## Task objective:
Below are the records; count how many of their lines hold the string "field" and give the number alone.

### Data to process ###

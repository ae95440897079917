//! Pipeline orchestrator.

use crate::config::GatewayConfig;
use crate::error::{ErrorKind, GatewayError, Result, TransportError, codes};
use crate::middleware::{ErrorOutcome, Middleware, PipelineContext};
use crate::normalize::{Failure, normalize};
use crate::request::{Params, RequestConfig};
use crate::response::{Response, decode_body};
use crate::transport::{ReqwestTransport, Transport, TransportRequest, TransportResponse};
use bytes::Bytes;
use futures::future::BoxFuture;
use serde::Serialize;
use serde::de::DeserializeOwned;
use serde_json::Value;
use std::collections::{BTreeMap, HashMap};
use std::sync::Arc;
use tokio_util::sync::CancellationToken;
use tracing::{debug, trace};
use url::Url;

/// Client-side gateway to one backend.
///
/// Cloning is cheap; clones share the transport and middleware chain. The
/// gateway keeps no per-request state, so one instance can serve any number
/// of concurrent requests.
#[derive(Clone)]
pub struct Gateway {
    inner: Arc<Inner>,
}

struct Inner {
    config: GatewayConfig,
    transport: Arc<dyn Transport>,
    middlewares: Vec<Arc<dyn Middleware>>,
}

impl Gateway {
    /// Create a new gateway builder.
    pub fn builder() -> GatewayBuilder {
        GatewayBuilder::default()
    }

    /// Get the gateway configuration.
    pub fn config(&self) -> &GatewayConfig {
        &self.inner.config
    }

    /// Names of the registered middlewares, in registration order.
    pub fn middleware_names(&self) -> Vec<&str> {
        self.inner.middlewares.iter().map(|m| m.name()).collect()
    }

    /// Run a request through the pipeline and return the full response.
    pub async fn request(&self, config: RequestConfig) -> Result<Response> {
        self.execute(config, CancellationToken::new()).await
    }

    /// Run a request that the caller can abort through `cancel`.
    ///
    /// Cancellation reaches every retry issued on behalf of this request.
    pub async fn request_with_cancel(
        &self,
        config: RequestConfig,
        cancel: CancellationToken,
    ) -> Result<Response> {
        self.execute(config, cancel).await
    }

    /// Run a request and decode its payload.
    pub async fn send<T: DeserializeOwned>(&self, config: RequestConfig) -> Result<T> {
        let response = self.request(config).await?;
        Ok(response.into_typed::<T>()?.into_data())
    }

    /// GET `path` with query parameters.
    pub async fn get<T: DeserializeOwned>(&self, path: &str, params: Params) -> Result<T> {
        self.send(RequestConfig::get(path).params(params)).await
    }

    /// POST `body` as JSON to `path`.
    pub async fn post<T, B>(&self, path: &str, body: &B) -> Result<T>
    where
        T: DeserializeOwned,
        B: Serialize + ?Sized,
    {
        self.send(with_body(RequestConfig::post(path), body)?).await
    }

    /// PUT `body` as JSON to `path`.
    pub async fn put<T, B>(&self, path: &str, body: &B) -> Result<T>
    where
        T: DeserializeOwned,
        B: Serialize + ?Sized,
    {
        self.send(with_body(RequestConfig::put(path), body)?).await
    }

    /// PATCH `body` as JSON to `path`.
    pub async fn patch<T, B>(&self, path: &str, body: &B) -> Result<T>
    where
        T: DeserializeOwned,
        B: Serialize + ?Sized,
    {
        self.send(with_body(RequestConfig::patch(path), body)?).await
    }

    /// DELETE `path`.
    pub async fn delete<T: DeserializeOwned>(&self, path: &str) -> Result<T> {
        self.send(RequestConfig::delete(path)).await
    }

    /// Execute the three-phase pipeline.
    ///
    /// Boxed so that error hooks can re-enter it through
    /// [`PipelineContext::reissue`].
    pub(crate) fn execute(
        &self,
        config: RequestConfig,
        cancel: CancellationToken,
    ) -> BoxFuture<'_, Result<Response>> {
        Box::pin(async move {
            if !config.has_supported_method() {
                return Err(GatewayError::new(
                    ErrorKind::Request,
                    format!("Unsupported method {}", config.method),
                    config,
                )
                .with_code(codes::INVALID_METHOD));
            }

            let config = self.request_phase(config).await?;

            let response = if config.meta.from_cache {
                trace!(method = %config.method, path = %config.path, "Serving from cache");
                let data = config.meta.cached_data.clone().unwrap_or(Value::Null);
                Response::new(data, 200, HashMap::new(), config)
            } else {
                match self.dispatch(&config, &cancel).await {
                    Ok(raw) => Response::new(decode_body(&raw.body), raw.status, raw.headers, config),
                    Err(failure) => {
                        let error = normalize(failure, &config);
                        return self.error_phase(error, &cancel).await;
                    }
                }
            };

            self.response_phase(response).await
        })
    }

    async fn request_phase(&self, mut config: RequestConfig) -> Result<RequestConfig> {
        for middleware in &self.inner.middlewares {
            let snapshot = config.clone();
            config = middleware
                .on_request(config)
                .await
                .map_err(|e| GatewayError::middleware(middleware.name(), e, snapshot))?;
        }
        Ok(config)
    }

    async fn response_phase(&self, mut response: Response) -> Result<Response> {
        for middleware in self.inner.middlewares.iter().rev() {
            let config = response.config().clone();
            response = middleware
                .on_response(response)
                .await
                .map_err(|e| GatewayError::middleware(middleware.name(), e, config))?;
        }
        Ok(response)
    }

    async fn error_phase(&self, error: GatewayError, cancel: &CancellationToken) -> Result<Response> {
        let ctx = PipelineContext::new(self, cancel);
        let mut error = error;

        for middleware in self.inner.middlewares.iter().rev() {
            match middleware.on_error(error, &ctx).await {
                ErrorOutcome::Continue(next) => error = next,
                ErrorOutcome::Recover(response) => {
                    debug!(
                        middleware = middleware.name(),
                        status = response.status(),
                        "Error recovered by middleware"
                    );
                    return Ok(response);
                }
                ErrorOutcome::Propagate(final_error) => return Err(final_error),
            }
        }

        Err(error)
    }

    /// Send one attempt through the transport, racing timeout and cancellation.
    async fn dispatch(
        &self,
        config: &RequestConfig,
        cancel: &CancellationToken,
    ) -> std::result::Result<TransportResponse, Failure> {
        if cancel.is_cancelled() {
            return Err(Failure::Cancelled);
        }

        let request = self.build_transport_request(config).map_err(Failure::Transport)?;
        let timeout = request.timeout;

        debug!(
            method = %request.method,
            url = %request.url,
            attempt = config.meta.retry_count + 1,
            "Dispatching request"
        );

        let result = tokio::select! {
            biased;
            _ = cancel.cancelled() => return Err(Failure::Cancelled),
            result = tokio::time::timeout(timeout, self.inner.transport.perform(request)) => result,
        };

        match result {
            Ok(Ok(response)) if response.is_success() => Ok(response),
            Ok(Ok(response)) => Err(Failure::Status(response)),
            Ok(Err(error)) => Err(Failure::Transport(error)),
            Err(_) => Err(Failure::Transport(TransportError::Timeout(timeout))),
        }
    }

    fn build_transport_request(
        &self,
        config: &RequestConfig,
    ) -> std::result::Result<TransportRequest, TransportError> {
        let url = self.build_url(config)?;

        let mut headers: HashMap<String, String> = HashMap::new();
        for (name, value) in self
            .inner
            .config
            .default_headers
            .iter()
            .map(|(k, v)| (k, v))
            .chain(config.headers.iter())
        {
            headers.retain(|existing, _| !existing.eq_ignore_ascii_case(name));
            headers.insert(name.clone(), value.clone());
        }

        let body = match &config.body {
            Some(body) => {
                if !headers.keys().any(|k| k.eq_ignore_ascii_case("content-type")) {
                    headers.insert("Content-Type".to_string(), "application/json".to_string());
                }
                let encoded = serde_json::to_vec(body)
                    .map_err(|e| TransportError::Other(format!("failed to encode body: {}", e)))?;
                Some(Bytes::from(encoded))
            }
            None => None,
        };

        Ok(TransportRequest {
            method: config.method.clone(),
            url,
            headers,
            body,
            timeout: config.timeout.unwrap_or(self.inner.config.timeout),
        })
    }

    /// Resolve `path` against the base URL and append the query string.
    fn build_url(&self, config: &RequestConfig) -> std::result::Result<Url, TransportError> {
        let mut url = match (Url::parse(&config.path), &self.inner.config.base_url) {
            (Ok(absolute), _) => absolute,
            (Err(_), Some(base)) => {
                let joined = format!(
                    "{}/{}",
                    base.trim_end_matches('/'),
                    config.path.trim_start_matches('/')
                );
                Url::parse(&joined).map_err(|e| TransportError::InvalidUrl(format!("{}: {}", joined, e)))?
            }
            (Err(e), None) => {
                return Err(TransportError::InvalidUrl(format!("{}: {}", config.path, e)));
            }
        };

        let params: BTreeMap<&String, &Value> = config.params.iter().collect();
        if params.values().any(|v| !v.is_null()) {
            let mut pairs = url.query_pairs_mut();
            for (key, value) in params {
                match value {
                    Value::Null => {}
                    Value::String(s) => {
                        pairs.append_pair(key, s);
                    }
                    other => {
                        pairs.append_pair(key, &other.to_string());
                    }
                }
            }
        }

        Ok(url)
    }
}

fn with_body<B: Serialize + ?Sized>(config: RequestConfig, body: &B) -> Result<RequestConfig> {
    match serde_json::to_value(body) {
        Ok(value) => Ok(config.body(value)),
        Err(e) => Err(GatewayError::new(
            ErrorKind::Request,
            format!("Failed to serialize request body: {}", e),
            config,
        )
        .with_code(codes::INVALID_BODY)
        .with_cause(e)),
    }
}

/// Builder for [`Gateway`].
#[derive(Default)]
pub struct GatewayBuilder {
    config: GatewayConfig,
    transport: Option<Arc<dyn Transport>>,
    middlewares: Vec<Arc<dyn Middleware>>,
}

impl GatewayBuilder {
    /// Set the gateway configuration.
    pub fn config(mut self, config: GatewayConfig) -> Self {
        self.config = config;
        self
    }

    /// Set the base URL.
    pub fn base_url(mut self, url: impl Into<String>) -> Self {
        self.config.base_url = Some(url.into());
        self
    }

    /// Use a custom transport instead of the default reqwest one.
    pub fn transport<T: Transport + 'static>(mut self, transport: T) -> Self {
        self.transport = Some(Arc::new(transport));
        self
    }

    /// Use a shared transport.
    pub fn shared_transport(mut self, transport: Arc<dyn Transport>) -> Self {
        self.transport = Some(transport);
        self
    }

    /// Register a middleware. Registration order is significant.
    pub fn middleware<M: Middleware + 'static>(mut self, middleware: M) -> Self {
        self.middlewares.push(Arc::new(middleware));
        self
    }

    /// Register a shared middleware.
    pub fn shared_middleware(mut self, middleware: Arc<dyn Middleware>) -> Self {
        self.middlewares.push(middleware);
        self
    }

    /// Build the gateway.
    ///
    /// Fails only when no transport was given and the default reqwest client
    /// cannot be constructed.
    pub fn build(self) -> std::result::Result<Gateway, TransportError> {
        let transport = match self.transport {
            Some(transport) => transport,
            None => Arc::new(ReqwestTransport::new(&self.config.transport)?),
        };

        Ok(Gateway {
            inner: Arc::new(Inner {
                config: self.config,
                transport,
                middlewares: self.middlewares,
            }),
        })
    }
}

impl std::fmt::Debug for Gateway {
    fn fmt(&self, f: &mut std::fmt::Formatter<'_>) -> std::fmt::Result {
        f.debug_struct("Gateway")
            .field("base_url", &self.inner.config.base_url)
            .field("middlewares", &self.middleware_names())
            .finish()
    }
}
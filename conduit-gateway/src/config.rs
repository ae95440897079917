//! Gateway and transport configuration.

use std::time::Duration;

/// Environment variable holding the base URL.
pub const ENV_BASE_URL: &str = "CONDUIT_BASE_URL";
/// Environment variable holding the default timeout in milliseconds.
pub const ENV_TIMEOUT_MS: &str = "CONDUIT_TIMEOUT_MS";
/// Environment variable holding the user agent.
pub const ENV_USER_AGENT: &str = "CONDUIT_USER_AGENT";

/// Gateway configuration.
#[derive(Debug, Clone)]
pub struct GatewayConfig {
    /// Base URL that request paths are appended to.
    pub base_url: Option<String>,
    /// Default per-attempt timeout.
    pub timeout: Duration,
    /// Headers sent with every request.
    pub default_headers: Vec<(String, String)>,
    /// Settings for the default reqwest transport.
    pub transport: TransportConfig,
}

impl Default for GatewayConfig {
    fn default() -> Self {
        Self {
            base_url: None,
            timeout: Duration::from_secs(30),
            default_headers: vec![(
                "Accept".to_string(),
                "application/json, text/plain, */*".to_string(),
            )],
            transport: TransportConfig::default(),
        }
    }
}

impl GatewayConfig {
    /// Create a new configuration builder.
    pub fn builder() -> GatewayConfigBuilder {
        GatewayConfigBuilder::default()
    }

    /// Load configuration from `CONDUIT_*` environment variables.
    ///
    /// - `CONDUIT_BASE_URL` - base URL
    /// - `CONDUIT_TIMEOUT_MS` - default timeout in milliseconds
    /// - `CONDUIT_USER_AGENT` - user agent of the default transport
    ///
    /// Unset or unparsable variables keep their defaults.
    pub fn from_env() -> Self {
        Self::from_lookup(|key| std::env::var(key).ok())
    }

    /// Load configuration through an arbitrary variable lookup.
    pub fn from_lookup<F>(lookup: F) -> Self
    where
        F: Fn(&str) -> Option<String>,
    {
        let mut config = Self::default();

        if let Some(base_url) = lookup(ENV_BASE_URL).filter(|v| !v.trim().is_empty()) {
            config.base_url = Some(base_url.trim().to_string());
        }

        match lookup(ENV_TIMEOUT_MS).map(|v| v.trim().parse::<u64>()) {
            Some(Ok(millis)) => config.timeout = Duration::from_millis(millis),
            Some(Err(e)) => {
                tracing::warn!(variable = ENV_TIMEOUT_MS, error = %e, "Ignoring invalid timeout");
            }
            None => {}
        }

        if let Some(user_agent) = lookup(ENV_USER_AGENT).filter(|v| !v.is_empty()) {
            config.transport.user_agent = user_agent;
        }

        config
    }
}

/// Builder for gateway configuration.
#[derive(Debug, Default)]
pub struct GatewayConfigBuilder {
    config: GatewayConfig,
}

impl GatewayConfigBuilder {
    /// Set the base URL for all requests.
    pub fn base_url(mut self, url: impl Into<String>) -> Self {
        self.config.base_url = Some(url.into());
        self
    }

    /// Set the default per-attempt timeout.
    pub fn timeout(mut self, timeout: Duration) -> Self {
        self.config.timeout = timeout;
        self
    }

    /// Add a default header for all requests.
    pub fn default_header(mut self, name: impl Into<String>, value: impl Into<String>) -> Self {
        let name = name.into();
        self.config
            .default_headers
            .retain(|(existing, _)| !existing.eq_ignore_ascii_case(&name));
        self.config.default_headers.push((name, value.into()));
        self
    }

    /// Set the transport configuration.
    pub fn transport(mut self, transport: TransportConfig) -> Self {
        self.config.transport = transport;
        self
    }

    /// Build the configuration.
    pub fn build(self) -> GatewayConfig {
        self.config
    }
}

/// Settings for [`ReqwestTransport`](crate::ReqwestTransport).
#[derive(Debug, Clone)]
pub struct TransportConfig {
    /// Connection timeout.
    pub connect_timeout: Duration,
    /// How long idle pooled connections are kept.
    pub pool_idle_timeout: Duration,
    /// Maximum idle connections per host.
    pub pool_max_idle_per_host: usize,
    /// User agent string.
    pub user_agent: String,
    /// Enable gzip compression.
    pub gzip: bool,
    /// Enable brotli compression.
    pub brotli: bool,
    /// Follow redirects.
    pub follow_redirects: bool,
    /// Maximum redirects to follow.
    pub max_redirects: usize,
}

impl Default for TransportConfig {
    fn default() -> Self {
        Self {
            connect_timeout: Duration::from_secs(10),
            pool_idle_timeout: Duration::from_secs(90),
            pool_max_idle_per_host: 32,
            user_agent: format!("conduit-gateway/{}", env!("CARGO_PKG_VERSION")),
            gzip: true,
            brotli: true,
            follow_redirects: true,
            max_redirects: 10,
        }
    }
}

impl TransportConfig {
    /// Create a new configuration builder.
    pub fn builder() -> TransportConfigBuilder {
        TransportConfigBuilder::default()
    }
}

/// Builder for transport configuration.
#[derive(Debug, Default)]
pub struct TransportConfigBuilder {
    config: TransportConfig,
}

impl TransportConfigBuilder {
    /// Set the connection timeout.
    pub fn connect_timeout(mut self, timeout: Duration) -> Self {
        self.config.connect_timeout = timeout;
        self
    }

    /// Set the connection pool idle timeout.
    pub fn pool_idle_timeout(mut self, timeout: Duration) -> Self {
        self.config.pool_idle_timeout = timeout;
        self
    }

    /// Set the maximum idle connections per host.
    pub fn pool_max_idle_per_host(mut self, max: usize) -> Self {
        self.config.pool_max_idle_per_host = max;
        self
    }

    /// Set the user agent string.
    pub fn user_agent(mut self, user_agent: impl Into<String>) -> Self {
        self.config.user_agent = user_agent.into();
        self
    }

    /// Enable or disable gzip compression.
    pub fn gzip(mut self, enable: bool) -> Self {
        self.config.gzip = enable;
        self
    }

    /// Enable or disable brotli compression.
    pub fn brotli(mut self, enable: bool) -> Self {
        self.config.brotli = enable;
        self
    }

    /// Enable or disable following redirects.
    pub fn follow_redirects(mut self, enable: bool) -> Self {
        self.config.follow_redirects = enable;
        self
    }

    /// Set the maximum number of redirects to follow.
    pub fn max_redirects(mut self, max: usize) -> Self {
        self.config.max_redirects = max;
        self
    }

    /// Build the configuration.
    pub fn build(self) -> TransportConfig {
        self.config
    }
}

#[cfg(test)]
mod tests {
    use super::*;
    use std::collections::HashMap;

    #[test]
    fn test_builder() {
        let config = GatewayConfig::builder()
            .base_url("https://api.example.com")
            .timeout(Duration::from_secs(5))
            .default_header("accept", "application/json")
            .default_header("X-Client", "dashboard")
            .build();

        assert_eq!(config.base_url.as_deref(), Some("https://api.example.com"));
        assert_eq!(config.timeout, Duration::from_secs(5));
        assert_eq!(
            config.default_headers,
            vec![
                ("accept".to_string(), "application/json".to_string()),
                ("X-Client".to_string(), "dashboard".to_string()),
            ]
        );
    }

    #[test]
    fn test_from_lookup() {
        let vars: HashMap<&str, &str> = [
            (ENV_BASE_URL, " https://insights.example.com/api "),
            (ENV_TIMEOUT_MS, "1500"),
            (ENV_USER_AGENT, "dashboard/2.0"),
        ]
        .into_iter()
        .collect();

        let config = GatewayConfig::from_lookup(|key| vars.get(key).map(|v| v.to_string()));

        assert_eq!(
            config.base_url.as_deref(),
            Some("https://insights.example.com/api")
        );
        assert_eq!(config.timeout, Duration::from_millis(1500));
        assert_eq!(config.transport.user_agent, "dashboard/2.0");
    }

    #[test]
    fn test_from_lookup_keeps_defaults_on_bad_values() {
        let config = GatewayConfig::from_lookup(|key| match key {
            ENV_TIMEOUT_MS => Some("soon".to_string()),
            _ => None,
        });

        assert_eq!(config.base_url, None);
        assert_eq!(config.timeout, Duration::from_secs(30));
    }

    #[test]
    fn test_transport_builder() {
        let config = TransportConfig::builder()
            .connect_timeout(Duration::from_secs(2))
            .gzip(false)
            .follow_redirects(false)
            .build();

        assert_eq!(config.connect_timeout, Duration::from_secs(2));
        assert!(!config.gzip);
        assert!(config.brotli);
        assert!(!config.follow_redirects);
    }
}
//! Bounded in-memory cache store.

use crate::error::CacheResult;
use crate::traits::CacheStore;
use async_trait::async_trait;
use std::collections::HashMap;
use std::sync::Arc;
use std::time::Duration;
use tokio::sync::RwLock;
use tokio::time::Instant;

/// Default maximum number of entries held by [`InMemoryCache`].
pub const DEFAULT_MAX_ENTRIES: usize = 1024;

/// In-memory cache backed by a lock-protected map.
///
/// Every operation takes the lock for its whole duration, so concurrent
/// writers to the same key never interleave. When the store is full, expired
/// entries are purged first and then the oldest insertion is evicted.
#[derive(Clone)]
pub struct InMemoryCache {
    inner: Arc<RwLock<Inner>>,
    max_entries: usize,
}

#[derive(Default)]
struct Inner {
    entries: HashMap<String, Entry>,
    next_seq: u64,
}

struct Entry {
    value: String,
    expires_at: Option<Instant>,
    seq: u64,
}

impl Entry {
    fn is_expired(&self, now: Instant) -> bool {
        self.expires_at.is_some_and(|exp| now > exp)
    }
}

impl InMemoryCache {
    /// Create a new in-memory cache with the default capacity.
    pub fn new() -> Self {
        Self::with_capacity(DEFAULT_MAX_ENTRIES)
    }

    /// Create a new in-memory cache holding at most `max_entries` keys.
    pub fn with_capacity(max_entries: usize) -> Self {
        Self {
            inner: Arc::new(RwLock::new(Inner::default())),
            max_entries: max_entries.max(1),
        }
    }

    /// Number of live (unexpired) entries.
    pub async fn len(&self) -> usize {
        let now = Instant::now();
        let inner = self.inner.read().await;
        inner.entries.values().filter(|e| !e.is_expired(now)).count()
    }

    /// Whether the store holds no live entries.
    pub async fn is_empty(&self) -> bool {
        self.len().await == 0
    }

    /// Maximum number of entries.
    pub fn capacity(&self) -> usize {
        self.max_entries
    }
}

impl Inner {
    fn make_room(&mut self, max_entries: usize) {
        let now = Instant::now();
        self.entries.retain(|_, entry| !entry.is_expired(now));

        while self.entries.len() >= max_entries {
            let oldest = self
                .entries
                .iter()
                .min_by_key(|(_, entry)| entry.seq)
                .map(|(key, _)| key.clone());

            match oldest {
                Some(key) => {
                    tracing::trace!(key = %key, "Evicting oldest cache entry");
                    self.entries.remove(&key);
                }
                None => break,
            }
        }
    }
}

impl Default for InMemoryCache {
    fn default() -> Self {
        Self::new()
    }
}

#[async_trait]
impl CacheStore for InMemoryCache {
    async fn get_json(&self, key: &str) -> CacheResult<Option<String>> {
        let inner = self.inner.read().await;
        match inner.entries.get(key) {
            Some(entry) if !entry.is_expired(Instant::now()) => Ok(Some(entry.value.clone())),
            _ => Ok(None),
        }
    }

    async fn set_json(&self, key: &str, value: String, ttl: Option<Duration>) -> CacheResult<()> {
        let mut inner = self.inner.write().await;

        if !inner.entries.contains_key(key) {
            inner.make_room(self.max_entries);
        }

        let seq = inner.next_seq;
        inner.next_seq += 1;

        let expires_at = ttl.map(|d| Instant::now() + d);
        inner.entries.insert(
            key.to_string(),
            Entry {
                value,
                expires_at,
                seq,
            },
        );
        Ok(())
    }

    async fn delete(&self, key: &str) -> CacheResult<()> {
        self.inner.write().await.entries.remove(key);
        Ok(())
    }

    async fn delete_if_eq(&self, key: &str, expected: &str) -> CacheResult<bool> {
        let mut inner = self.inner.write().await;
        match inner.entries.get(key) {
            Some(entry) if entry.value == expected => {
                inner.entries.remove(key);
                Ok(true)
            }
            _ => Ok(false),
        }
    }

    async fn clear(&self) -> CacheResult<()> {
        self.inner.write().await.entries.clear();
        Ok(())
    }
}

#[cfg(test)]
mod tests {
    use super::*;

    #[tokio::test]
    async fn test_set_get_delete() {
        let cache = InMemoryCache::new();

        cache.set_json("key", "value".to_string(), None).await.unwrap();
        assert_eq!(cache.get_json("key").await.unwrap(), Some("value".to_string()));
        assert!(cache.exists("key").await.unwrap());

        cache.delete("key").await.unwrap();
        assert_eq!(cache.get_json("key").await.unwrap(), None);
        assert!(!cache.exists("key").await.unwrap());
    }

    #[tokio::test]
    async fn test_overwrite_keeps_single_entry() {
        let cache = InMemoryCache::new();

        cache.set_json("key", "first".to_string(), None).await.unwrap();
        cache.set_json("key", "second".to_string(), None).await.unwrap();

        assert_eq!(cache.get_json("key").await.unwrap(), Some("second".to_string()));
        assert_eq!(cache.len().await, 1);
    }

    #[tokio::test(start_paused = true)]
    async fn test_ttl_expiry() {
        let cache = InMemoryCache::new();
        cache
            .set_json("key", "value".to_string(), Some(Duration::from_secs(10)))
            .await
            .unwrap();

        tokio::time::advance(Duration::from_secs(5)).await;
        assert!(cache.get_json("key").await.unwrap().is_some());

        tokio::time::advance(Duration::from_secs(6)).await;
        assert!(cache.get_json("key").await.unwrap().is_none());
    }

    #[tokio::test]
    async fn test_capacity_evicts_oldest() {
        let cache = InMemoryCache::with_capacity(2);

        cache.set_json("a", "1".to_string(), None).await.unwrap();
        cache.set_json("b", "2".to_string(), None).await.unwrap();
        cache.set_json("c", "3".to_string(), None).await.unwrap();

        assert_eq!(cache.get_json("a").await.unwrap(), None);
        assert_eq!(cache.get_json("b").await.unwrap(), Some("2".to_string()));
        assert_eq!(cache.get_json("c").await.unwrap(), Some("3".to_string()));
    }

    #[tokio::test(start_paused = true)]
    async fn test_capacity_prefers_expired_entries() {
        let cache = InMemoryCache::with_capacity(2);

        cache.set_json("old", "1".to_string(), None).await.unwrap();
        cache
            .set_json("short", "2".to_string(), Some(Duration::from_secs(1)))
            .await
            .unwrap();
        tokio::time::advance(Duration::from_secs(2)).await;

        cache.set_json("new", "3".to_string(), None).await.unwrap();

        assert_eq!(cache.get_json("old").await.unwrap(), Some("1".to_string()));
        assert_eq!(cache.get_json("new").await.unwrap(), Some("3".to_string()));
    }

    #[tokio::test]
    async fn test_delete_if_eq_only_removes_matching_value() {
        let cache = InMemoryCache::new();
        cache.set_json("key", "fresh".to_string(), None).await.unwrap();

        assert!(!cache.delete_if_eq("key", "stale").await.unwrap());
        assert_eq!(cache.get_json("key").await.unwrap(), Some("fresh".to_string()));

        assert!(cache.delete_if_eq("key", "fresh").await.unwrap());
        assert!(!cache.exists("key").await.unwrap());
        assert!(!cache.delete_if_eq("missing", "fresh").await.unwrap());
    }

    #[tokio::test]
    async fn test_clear() {
        let cache = InMemoryCache::new();
        cache.set_json("a", "1".to_string(), None).await.unwrap();
        cache.set_json("b", "2".to_string(), None).await.unwrap();

        cache.clear().await.unwrap();
        assert!(cache.is_empty().await);
    }

    #[tokio::test]
    async fn test_concurrent_writers_same_key() {
        let cache = InMemoryCache::new();

        let handles: Vec<_> = (0..16)
            .map(|i| {
                let cache = cache.clone();
                tokio::spawn(async move {
                    cache
                        .set_json("shared", format!("{{\"writer\":{}}}", i), None)
                        .await
                })
            })
            .collect();

        for handle in handles {
            handle.await.unwrap().unwrap();
        }

        let value = cache.get_json("shared").await.unwrap().unwrap();
        assert!(value.starts_with("{\"writer\":"));
        assert_eq!(cache.len().await, 1);
    }
}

###

## Reply:
2